> _BRIEF_: Identify each line below that contains the word "publishes", and copy it out.

'''

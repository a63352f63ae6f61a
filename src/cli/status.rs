use crate::activator::StatusFile;
use crate::cli::open_activator;
use crate::Result;
use colored::Colorize;

pub fn run(json: bool) -> Result<()> {
    let activator = open_activator()?;
    let statuses = activator.statuses();

    if json {
        // Same document shape as the statuses file
        let doc = StatusFile::from_map(statuses);
        println!("{}", serde_json::to_string_pretty(&doc)?);
        return Ok(());
    }

    if statuses.is_empty() {
        println!("{}", "No modules tracked.".bright_black());
        return Ok(());
    }

    println!("{}", "Tracked modules".cyan().bold());
    println!();

    for module in statuses.values() {
        let installed = if module.installed {
            "installed".green()
        } else {
            "not installed".red()
        };
        let enabled = if module.enabled {
            "enabled".green()
        } else {
            "disabled".yellow()
        };
        println!("   {:<24} {} / {}", module.name, installed, enabled);
    }

    println!();
    println!(
        "   File: {}",
        activator
            .statuses_file_path()
            .display()
            .to_string()
            .bright_black()
    );

    Ok(())
}
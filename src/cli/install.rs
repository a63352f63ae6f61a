use crate::cli::open_activator;
use crate::Result;
use colored::Colorize;

pub fn run(module: &str) -> Result<()> {
    let mut activator = open_activator()?;

    if activator.has_install(module, true) {
        println!(
            "{}",
            format!("Module [{}] is already installed.", module).bright_black()
        );
        return Ok(());
    }

    activator.install(module)?;
    println!("{}", format!("Module [{}] installed.", module).green());

    Ok(())
}
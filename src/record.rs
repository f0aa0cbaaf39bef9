//! Parsing of `mailsig:` DNS TXT records into signature windows.
//!
//! A domain publishes its tokens as a TXT record of the form
//!
//! ```text
//! mailsig:<current-token>[,<previous-token>]
//! ```
//!
//! The previous token covers the grace period while a freshly signed token
//! replaces one that has not yet expired.

use serde::{Deserialize, Serialize};

use crate::constants::{RECORD_PREFIX, TOKEN_SEPARATOR};

/// The tokens a domain currently publishes: one current, one optional previous.
///
/// The type separates the three cases a lookup can produce: no window at all
/// (`Option::None` at the call site), a window without a previous token, and
/// a full window.
///
/// # Example
///
/// ```
/// use mailsig::{SignatureWindow, parse_txt};
///
/// let window = parse_txt("mailsig:AAA,BBB").unwrap();
/// assert_eq!(window, SignatureWindow::new("AAA", Some("BBB".to_string())));
/// assert_eq!(window.tokens(), vec!["AAA", "BBB"]);
/// ```
#[derive(Debug, Clone, PartialEq, Eq, Serialize, Deserialize)]
pub struct SignatureWindow {
    /// The token most recently published
    pub current: String,
    /// The token it replaced, kept while the rotation completes
    #[serde(skip_serializing_if = "Option::is_none")]
    pub previous: Option<String>,
}

impl SignatureWindow {
    /// Creates a window from its tokens.
    #[must_use]
    pub fn new(current: impl Into<String>, previous: Option<String>) -> Self {
        Self {
            current: current.into(),
            previous,
        }
    }

    /// Creates a window holding only a current token.
    #[must_use]
    pub fn current_only(current: impl Into<String>) -> Self {
        Self::new(current, None)
    }

    /// Returns the present tokens in publication order (current, then previous).
    #[must_use]
    pub fn tokens(&self) -> Vec<&str> {
        std::iter::once(self.current.as_str())
            .chain(self.previous.as_deref())
            .collect()
    }

    /// Renders the window back into TXT record form.
    #[must_use]
    pub fn to_txt(&self) -> String {
        match &self.previous {
            Some(previous) => format!("{RECORD_PREFIX}{}{TOKEN_SEPARATOR}{previous}", self.current),
            None => format!("{RECORD_PREFIX}{}", self.current),
        }
    }
}

/// Extracts a signature window from one TXT record string.
///
/// The first `mailsig:` occurrence followed by a non-empty token wins. A token
/// is a run of characters without commas, trimmed of surrounding whitespace.
/// A second token after a single comma is the previous token; anything after
/// it is ignored.
///
/// # Arguments
///
/// * `record` - One TXT record, with character-strings already concatenated
///
/// # Returns
///
/// The window, or `None` if the record carries no usable `mailsig:` entry
///
/// # Examples
///
/// ```
/// use mailsig::parse_txt;
///
/// assert_eq!(parse_txt("mailsig:AAA").unwrap().current, "AAA");
/// assert_eq!(parse_txt("mailsig:AAA,BBB").unwrap().previous.as_deref(), Some("BBB"));
/// assert!(parse_txt("v=spf1 -all").is_none());
/// ```
#[must_use]
pub fn parse_txt(record: &str) -> Option<SignatureWindow> {
    record
        .match_indices(RECORD_PREFIX)
        .find_map(|(start, _)| parse_tokens(&record[start + RECORD_PREFIX.len()..]))
}

/// Returns the window from the first record that parses.
///
/// # Arguments
///
/// * `records` - Every TXT record published for a domain, in answer order
///
/// # Returns
///
/// The window from the first record for which [`parse_txt`] succeeds
///
/// # Examples
///
/// ```
/// use mailsig::select_window;
///
/// let records = ["v=spf1 -all", "mailsig:AAA", "mailsig:BBB"];
/// assert_eq!(select_window(records).unwrap().current, "AAA");
/// ```
#[must_use]
pub fn select_window<I, S>(records: I) -> Option<SignatureWindow>
where
    I: IntoIterator<Item = S>,
    S: AsRef<str>,
{
    records
        .into_iter()
        .find_map(|record| parse_txt(record.as_ref()))
}

fn parse_tokens(rest: &str) -> Option<SignatureWindow> {
    let mut parts = rest.split(TOKEN_SEPARATOR);
    let current = parts.next().map(str::trim).filter(|t| !t.is_empty())?;
    let previous = parts
        .next()
        .map(str::trim)
        .filter(|t| !t.is_empty())
        .map(String::from);

    Some(SignatureWindow::new(current, previous))
}

#[cfg(test)]
mod tests {
    use super::*;

    #[test]
    fn current_only() {
        assert_eq!(parse_txt("mailsig:AAA"), Some(SignatureWindow::current_only("AAA")));
    }

    #[test]
    fn current_and_previous() {
        assert_eq!(
            parse_txt("mailsig:AAA,BBB"),
            Some(SignatureWindow::new("AAA", Some("BBB".to_string())))
        );
    }

    #[test]
    fn unrelated_text_does_not_match() {
        assert_eq!(parse_txt("random text"), None);
    }

    #[test]
    fn empty_record_does_not_match() {
        assert_eq!(parse_txt(""), None);
    }

    #[test]
    fn prefix_without_token_does_not_match() {
        assert_eq!(parse_txt("mailsig:"), None);
        assert_eq!(parse_txt("mailsig:,BBB"), None);
    }

    #[test]
    fn prefix_is_case_sensitive() {
        assert_eq!(parse_txt("MAILSIG:AAA"), None);
    }

    #[test]
    fn trailing_separator_leaves_previous_absent() {
        assert_eq!(parse_txt("mailsig:AAA,"), Some(SignatureWindow::current_only("AAA")));
    }

    #[test]
    fn third_token_is_ignored() {
        assert_eq!(
            parse_txt("mailsig:AAA,BBB,CCC"),
            Some(SignatureWindow::new("AAA", Some("BBB".to_string())))
        );
    }

    #[test]
    fn prefix_may_follow_other_text() {
        assert_eq!(
            parse_txt("note mailsig:AAA"),
            Some(SignatureWindow::current_only("AAA"))
        );
    }

    #[test]
    fn later_occurrence_used_when_first_is_empty() {
        assert_eq!(
            parse_txt("mailsig:, mailsig:AAA"),
            Some(SignatureWindow::current_only("AAA"))
        );
    }

    #[test]
    fn whitespace_around_tokens_is_trimmed() {
        assert_eq!(
            parse_txt("mailsig: AAA , BBB "),
            Some(SignatureWindow::new("AAA", Some("BBB".to_string())))
        );
    }

    #[test]
    fn select_skips_malformed_records() {
        let records = vec!["v=spf1 include:_spf.example.com ~all".to_string(), "mailsig:AAA".to_string()];
        assert_eq!(select_window(&records), Some(SignatureWindow::current_only("AAA")));
    }

    #[test]
    fn select_takes_first_match() {
        let records = ["mailsig:AAA", "mailsig:BBB,CCC"];
        assert_eq!(select_window(records), Some(SignatureWindow::current_only("AAA")));
    }

    #[test]
    fn select_on_no_records_is_none() {
        assert_eq!(select_window(Vec::<String>::new()), None);
    }

    #[test]
    fn tokens_lists_present_tokens() {
        assert_eq!(SignatureWindow::current_only("AAA").tokens(), vec!["AAA"]);
        assert_eq!(
            SignatureWindow::new("AAA", Some("BBB".to_string())).tokens(),
            vec!["AAA", "BBB"]
        );
    }

    #[test]
    fn to_txt_renders_record() {
        assert_eq!(SignatureWindow::current_only("AAA").to_txt(), "mailsig:AAA");
        assert_eq!(
            SignatureWindow::new("AAA", Some("BBB".to_string())).to_txt(),
            "mailsig:AAA,BBB"
        );
    }
}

'''

> _WRITTEN ANSWER_:
//! A domain publishes its tokens as a TXT record of the form
/// The tokens a domain currently publishes: one current, one optional previous.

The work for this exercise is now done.